DESCRIPTION OF THE TASK:
Could you copy each line of the entries that contains "bool"?

(Stored data entries)
....

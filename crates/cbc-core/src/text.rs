//! # Case-Insensitive Strings
//!
//! Header names and similar keys compare without regard to ASCII case. Rather
//! than remembering to call `eq_ignore_ascii_case` at every comparison site,
//! the comparison lives in the type.

use std::cmp::Ordering;
use std::hash::{Hash, Hasher};

use serde::{Deserialize, Serialize};

/// A string whose equality, ordering and hashing ignore ASCII case.
///
/// The original spelling is preserved for display and serialization.
#[derive(Debug, Clone, Serialize, Deserialize)]
#[serde(transparent)]
pub struct CaseInsensitiveString(String);

impl CaseInsensitiveString {
    /// Wrap a string.
    pub fn new(value: impl Into<String>) -> Self {
        Self(value.into())
    }

    /// The string as originally spelled.
    pub fn as_str(&self) -> &str {
        &self.0
    }

    /// Compare against a plain string, ignoring ASCII case.
    pub fn matches(&self, other: &str) -> bool {
        self.0.eq_ignore_ascii_case(other)
    }

    fn folded(&self) -> impl Iterator<Item = u8> + '_ {
        self.0.bytes().map(|b| b.to_ascii_lowercase())
    }
}

impl PartialEq for CaseInsensitiveString {
    fn eq(&self, other: &Self) -> bool {
        self.0.eq_ignore_ascii_case(&other.0)
    }
}

impl Eq for CaseInsensitiveString {}

impl PartialOrd for CaseInsensitiveString {
    fn partial_cmp(&self, other: &Self) -> Option<Ordering> {
        Some(self.cmp(other))
    }
}

impl Ord for CaseInsensitiveString {
    fn cmp(&self, other: &Self) -> Ordering {
        self.folded().cmp(other.folded())
    }
}

impl Hash for CaseInsensitiveString {
    fn hash<H: Hasher>(&self, state: &mut H) {
        for b in self.folded() {
            state.write_u8(b);
        }
        state.write_u8(0xff);
    }
}

impl From<&str> for CaseInsensitiveString {
    fn from(s: &str) -> Self {
        Self::new(s)
    }
}

impl From<String> for CaseInsensitiveString {
    fn from(s: String) -> Self {
        Self(s)
    }
}

impl std::fmt::Display for CaseInsensitiveString {
    fn fmt(&self, f: &mut std::fmt::Formatter<'_>) -> std::fmt::Result {
        f.write_str(&self.0)
    }
}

....

ANSWER BOX:
    pub fn matches(&self, other: &str) -> bool {
    fn eq(&self, other: &Self) -> bool {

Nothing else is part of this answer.